(Stored data)
___

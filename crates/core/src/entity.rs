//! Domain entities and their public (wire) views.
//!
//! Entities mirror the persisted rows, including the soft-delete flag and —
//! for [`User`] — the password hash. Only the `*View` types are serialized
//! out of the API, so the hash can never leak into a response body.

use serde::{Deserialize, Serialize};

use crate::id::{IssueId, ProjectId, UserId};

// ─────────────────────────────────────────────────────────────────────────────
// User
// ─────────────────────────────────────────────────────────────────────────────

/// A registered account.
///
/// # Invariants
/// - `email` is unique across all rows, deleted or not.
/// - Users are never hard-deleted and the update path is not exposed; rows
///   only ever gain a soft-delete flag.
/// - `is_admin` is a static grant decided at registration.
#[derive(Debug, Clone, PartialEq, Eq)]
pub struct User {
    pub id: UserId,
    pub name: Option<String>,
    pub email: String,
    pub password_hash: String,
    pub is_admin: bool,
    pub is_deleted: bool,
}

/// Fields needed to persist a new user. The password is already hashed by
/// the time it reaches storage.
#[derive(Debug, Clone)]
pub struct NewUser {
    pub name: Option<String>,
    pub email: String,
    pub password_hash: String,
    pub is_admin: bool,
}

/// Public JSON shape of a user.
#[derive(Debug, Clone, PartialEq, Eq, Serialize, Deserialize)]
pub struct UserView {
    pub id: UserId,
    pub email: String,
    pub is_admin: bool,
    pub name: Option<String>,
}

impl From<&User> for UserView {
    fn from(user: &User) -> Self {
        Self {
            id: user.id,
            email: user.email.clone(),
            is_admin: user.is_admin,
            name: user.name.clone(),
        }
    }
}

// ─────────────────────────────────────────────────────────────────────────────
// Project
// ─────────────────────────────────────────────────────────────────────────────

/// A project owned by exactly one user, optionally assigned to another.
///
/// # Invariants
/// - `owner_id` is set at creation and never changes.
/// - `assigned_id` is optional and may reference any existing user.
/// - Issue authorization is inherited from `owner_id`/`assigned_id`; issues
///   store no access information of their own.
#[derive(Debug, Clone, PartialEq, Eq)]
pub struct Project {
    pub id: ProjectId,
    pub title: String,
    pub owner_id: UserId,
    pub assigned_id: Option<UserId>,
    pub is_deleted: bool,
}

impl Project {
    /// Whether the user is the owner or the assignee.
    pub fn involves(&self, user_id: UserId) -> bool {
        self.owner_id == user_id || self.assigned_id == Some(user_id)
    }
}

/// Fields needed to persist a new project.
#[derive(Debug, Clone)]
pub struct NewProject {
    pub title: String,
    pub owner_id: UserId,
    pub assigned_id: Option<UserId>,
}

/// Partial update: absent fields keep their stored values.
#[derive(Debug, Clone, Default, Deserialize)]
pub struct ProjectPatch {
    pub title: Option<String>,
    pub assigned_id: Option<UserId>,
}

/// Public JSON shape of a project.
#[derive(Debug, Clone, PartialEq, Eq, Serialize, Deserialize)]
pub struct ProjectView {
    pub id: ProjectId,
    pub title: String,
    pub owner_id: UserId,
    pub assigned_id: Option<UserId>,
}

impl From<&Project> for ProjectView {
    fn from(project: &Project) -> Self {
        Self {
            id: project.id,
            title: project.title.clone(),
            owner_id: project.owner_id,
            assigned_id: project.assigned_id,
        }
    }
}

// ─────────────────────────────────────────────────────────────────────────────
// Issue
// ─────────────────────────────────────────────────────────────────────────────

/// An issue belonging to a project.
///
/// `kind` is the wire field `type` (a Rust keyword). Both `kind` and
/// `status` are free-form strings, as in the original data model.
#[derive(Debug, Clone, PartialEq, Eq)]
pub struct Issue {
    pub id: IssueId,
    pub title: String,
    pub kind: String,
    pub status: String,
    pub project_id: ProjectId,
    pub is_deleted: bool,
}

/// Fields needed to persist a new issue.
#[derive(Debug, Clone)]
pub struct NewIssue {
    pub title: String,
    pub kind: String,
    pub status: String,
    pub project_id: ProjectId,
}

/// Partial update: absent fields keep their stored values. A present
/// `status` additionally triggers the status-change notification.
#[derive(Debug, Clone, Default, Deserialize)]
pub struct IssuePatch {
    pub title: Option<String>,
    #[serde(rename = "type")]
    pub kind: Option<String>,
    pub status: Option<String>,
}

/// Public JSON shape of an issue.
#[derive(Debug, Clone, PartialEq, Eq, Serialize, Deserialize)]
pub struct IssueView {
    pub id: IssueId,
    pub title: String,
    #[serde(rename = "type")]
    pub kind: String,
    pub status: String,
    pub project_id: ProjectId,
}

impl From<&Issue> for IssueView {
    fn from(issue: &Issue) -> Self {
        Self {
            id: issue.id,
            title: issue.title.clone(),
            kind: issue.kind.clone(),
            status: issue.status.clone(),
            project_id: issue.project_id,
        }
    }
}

___

**Assignment**:
Copy, from the lines above, each one that holds "wire".

**Response**:
//! Domain entities and their public (wire) views.
/// `kind` is the wire field `type` (a Rust keyword). Both `kind` and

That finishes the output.